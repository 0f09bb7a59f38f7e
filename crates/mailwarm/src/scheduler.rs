//! In-process tick loop.

use std::time::Duration;

use tokio::task::JoinHandle;
use tracing::{error, info};

use crate::state::SharedState;

/// Spawns a task that runs a tick immediately and then every `interval`.
///
/// A failed tick is logged and the loop carries on.
pub fn spawn(state: SharedState, interval: Duration) -> JoinHandle<()> {
    info!(interval_secs = interval.as_secs(), "self-scheduler enabled");
    tokio::spawn(async move {
        loop {
            if let Err(e) = state.tick().await {
                error!(error = %e, "scheduled tick failed");
            }
            tokio::time::sleep(interval).await;
        }
    })
}

#[cfg(test)]
#[allow(clippy::unwrap_used)]
mod tests {
    use std::sync::Arc;

    use mailwarm_core::testing::{RecordingOutbound, ScriptedInbound, new_inbox};
    use mailwarm_core::{Orchestrator, SqliteStore, WarmupSettings};

    use super::*;
    use crate::state::AppState;

    #[tokio::test]
    async fn ticks_repeat_on_the_interval() {
        let store = Arc::new(SqliteStore::in_memory().await.unwrap());
        store.create_inbox(new_inbox("warm")).await.unwrap();
        let inbound = Arc::new(ScriptedInbound::new());
        let orchestrator = Orchestrator::new(
            store.clone(),
            Arc::new(RecordingOutbound::new()),
            inbound.clone(),
            WarmupSettings::default(),
        );
        let state = Arc::new(AppState::new(store, orchestrator, String::new()));

        let handle = spawn(state, Duration::from_millis(10));
        let waited = tokio::time::timeout(Duration::from_secs(10), async {
            while inbound.fetch_calls() < 3 {
                tokio::time::sleep(Duration::from_millis(5)).await;
            }
        })
        .await;
        handle.abort();

        assert!(waited.is_ok(), "scheduler stopped ticking");
    }
}
//! One send attempt and its classification.

use tracing::{debug, warn};

use crate::model::Inbox;
use crate::transport::OutboundTransport;

/// Result of a single send attempt.
#[derive(Debug, Clone, PartialEq, Eq)]
pub enum SendOutcome {
    /// Accepted by the server.
    Delivered {
        /// Message-ID of the sent message.
        message_id: String,
    },
    /// Not delivered.
    Failed {
        /// Truncated error text.
        error: String,
    },
}

impl SendOutcome {
    /// True for [`SendOutcome::Delivered`].
    #[must_use]
    pub const fn is_success(&self) -> bool {
        matches!(self, Self::Delivered { .. })
    }
}

/// Attempts one delivery. Transport failures are captured in the outcome,
/// never returned, and never retried.
pub async fn execute_send(
    transport: &dyn OutboundTransport,
    inbox: &Inbox,
    to: &str,
    subject: &str,
    body: &str,
    max_error_len: usize,
) -> SendOutcome {
    match transport.send(inbox, to, subject, body).await {
        Ok(message_id) => {
            debug!(inbox = %inbox.id, to, %message_id, "warm-up message sent");
            SendOutcome::Delivered { message_id }
        }
        Err(e) => {
            warn!(inbox = %inbox.id, to, error = %e, "warm-up send failed");
            SendOutcome::Failed {
                error: truncate_error(&e.to_string(), max_error_len),
            }
        }
    }
}

/// Keeps at most `max_chars` characters.
#[must_use]
pub fn truncate_error(text: &str, max_chars: usize) -> String {
    match text.char_indices().nth(max_chars) {
        Some((end, _)) => text[..end].to_string(),
        None => text.to_string(),
    }
}

#[cfg(test)]
mod tests {
    use super::*;
    use crate::testing::{RecordingOutbound, inbox};

    #[test]
    fn truncation_counts_characters() {
        assert_eq!(truncate_error("short", 500), "short");
        assert_eq!(truncate_error("ééééé", 3), "ééé");
        assert_eq!(truncate_error(&"x".repeat(600), 500).len(), 500);
    }

    #[tokio::test]
    async fn success_carries_the_message_id() {
        let outbound = RecordingOutbound::new();
        let inbox = inbox("warm");
        let outcome = execute_send(&outbound, &inbox, "peer@x.com", "Ping", "hi", 500).await;
        assert!(outcome.is_success());
        assert_eq!(outbound.sent().len(), 1);
    }

    #[tokio::test]
    async fn failure_is_captured_and_truncated() {
        let outbound = RecordingOutbound::failing_with(&"refused ".repeat(100));
        let inbox = inbox("warm");
        let outcome = execute_send(&outbound, &inbox, "peer@x.com", "Ping", "hi", 40).await;
        match outcome {
            SendOutcome::Failed { error } => assert_eq!(error.chars().count(), 40),
            SendOutcome::Delivered { .. } => panic!("expected failure"),
        }
    }
}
----
> What is needed:
Return the full listing, character for character.

> Exercise answer:
repository 0f09bb7a59f38f7e
filename crates/mailwarm/src/scheduler.rs
//! In-process tick loop.

use std::time::Duration;

use tokio::task::JoinHandle;
use tracing::{error, info};

use crate::state::SharedState;

/// Spawns a task that runs a tick immediately and then every `interval`.
///
/// A failed tick is logged and the loop carries on.
pub fn spawn(state: SharedState, interval: Duration) -> JoinHandle<()> {
    info!(interval_secs = interval.as_secs(), "self-scheduler enabled");
    tokio::spawn(async move {
        loop {
            if let Err(e) = state.tick().await {
                error!(error = %e, "scheduled tick failed");
            }
            tokio::time::sleep(interval).await;
        }
    })
}

#[cfg(test)]
#[allow(clippy::unwrap_used)]
mod tests {
    use std::sync::Arc;

    use mailwarm_core::testing::{RecordingOutbound, ScriptedInbound, new_inbox};
    use mailwarm_core::{Orchestrator, SqliteStore, WarmupSettings};

    use super::*;
    use crate::state::AppState;

    #[tokio::test]
    async fn ticks_repeat_on_the_interval() {
        let store = Arc::new(SqliteStore::in_memory().await.unwrap());
        store.create_inbox(new_inbox("warm")).await.unwrap();
        let inbound = Arc::new(ScriptedInbound::new());
        let orchestrator = Orchestrator::new(
            store.clone(),
            Arc::new(RecordingOutbound::new()),
            inbound.clone(),
            WarmupSettings::default(),
        );
        let state = Arc::new(AppState::new(store, orchestrator, String::new()));

        let handle = spawn(state, Duration::from_millis(10));
        let waited = tokio::time::timeout(Duration::from_secs(10), async {
            while inbound.fetch_calls() < 3 {
                tokio::time::sleep(Duration::from_millis(5)).await;
            }
        })
        .await;
        handle.abort();

        assert!(waited.is_ok(), "scheduler stopped ticking");
    }
}
//! One send attempt and its classification.

use tracing::{debug, warn};

use crate::model::Inbox;
use crate::transport::OutboundTransport;

/// Result of a single send attempt.
#[derive(Debug, Clone, PartialEq, Eq)]
pub enum SendOutcome {
    /// Accepted by the server.
    Delivered {
        /// Message-ID of the sent message.
        message_id: String,
    },
    /// Not delivered.
    Failed {
        /// Truncated error text.
        error: String,
    },
}

impl SendOutcome {
    /// True for [`SendOutcome::Delivered`].
    #[must_use]
    pub const fn is_success(&self) -> bool {
        matches!(self, Self::Delivered { .. })
    }
}

/// Attempts one delivery. Transport failures are captured in the outcome,
/// never returned, and never retried.
pub async fn execute_send(
    transport: &dyn OutboundTransport,
    inbox: &Inbox,
    to: &str,
    subject: &str,
    body: &str,
    max_error_len: usize,
) -> SendOutcome {
    match transport.send(inbox, to, subject, body).await {
        Ok(message_id) => {
            debug!(inbox = %inbox.id, to, %message_id, "warm-up message sent");
            SendOutcome::Delivered { message_id }
        }
        Err(e) => {
            warn!(inbox = %inbox.id, to, error = %e, "warm-up send failed");
            SendOutcome::Failed {
                error: truncate_error(&e.to_string(), max_error_len),
            }
        }
    }
}

/// Keeps at most `max_chars` characters.
#[must_use]
pub fn truncate_error(text: &str, max_chars: usize) -> String {
    match text.char_indices().nth(max_chars) {
        Some((end, _)) => text[..end].to_string(),
        None => text.to_string(),
    }
}

#[cfg(test)]
mod tests {
    use super::*;
    use crate::testing::{RecordingOutbound, inbox};

    #[test]
    fn truncation_counts_characters() {
        assert_eq!(truncate_error("short", 500), "short");
        assert_eq!(truncate_error("ééééé", 3), "ééé");
        assert_eq!(truncate_error(&"x".repeat(600), 500).len(), 500);
    }

    #[tokio::test]
    async fn success_carries_the_message_id() {
        let outbound = RecordingOutbound::new();
        let inbox = inbox("warm");
        let outcome = execute_send(&outbound, &inbox, "peer@x.com", "Ping", "hi", 500).await;
        assert!(outcome.is_success());
        assert_eq!(outbound.sent().len(), 1);
    }

    #[tokio::test]
    async fn failure_is_captured_and_truncated() {
        let outbound = RecordingOutbound::failing_with(&"refused ".repeat(100));
        let inbox = inbox("warm");
        let outcome = execute_send(&outbound, &inbox, "peer@x.com", "Ping", "hi", 40).await;
        match outcome {
            SendOutcome::Failed { error } => assert_eq!(error.chars().count(), 40),
            SendOutcome::Delivered { .. } => panic!("expected failure"),
        }
    }
}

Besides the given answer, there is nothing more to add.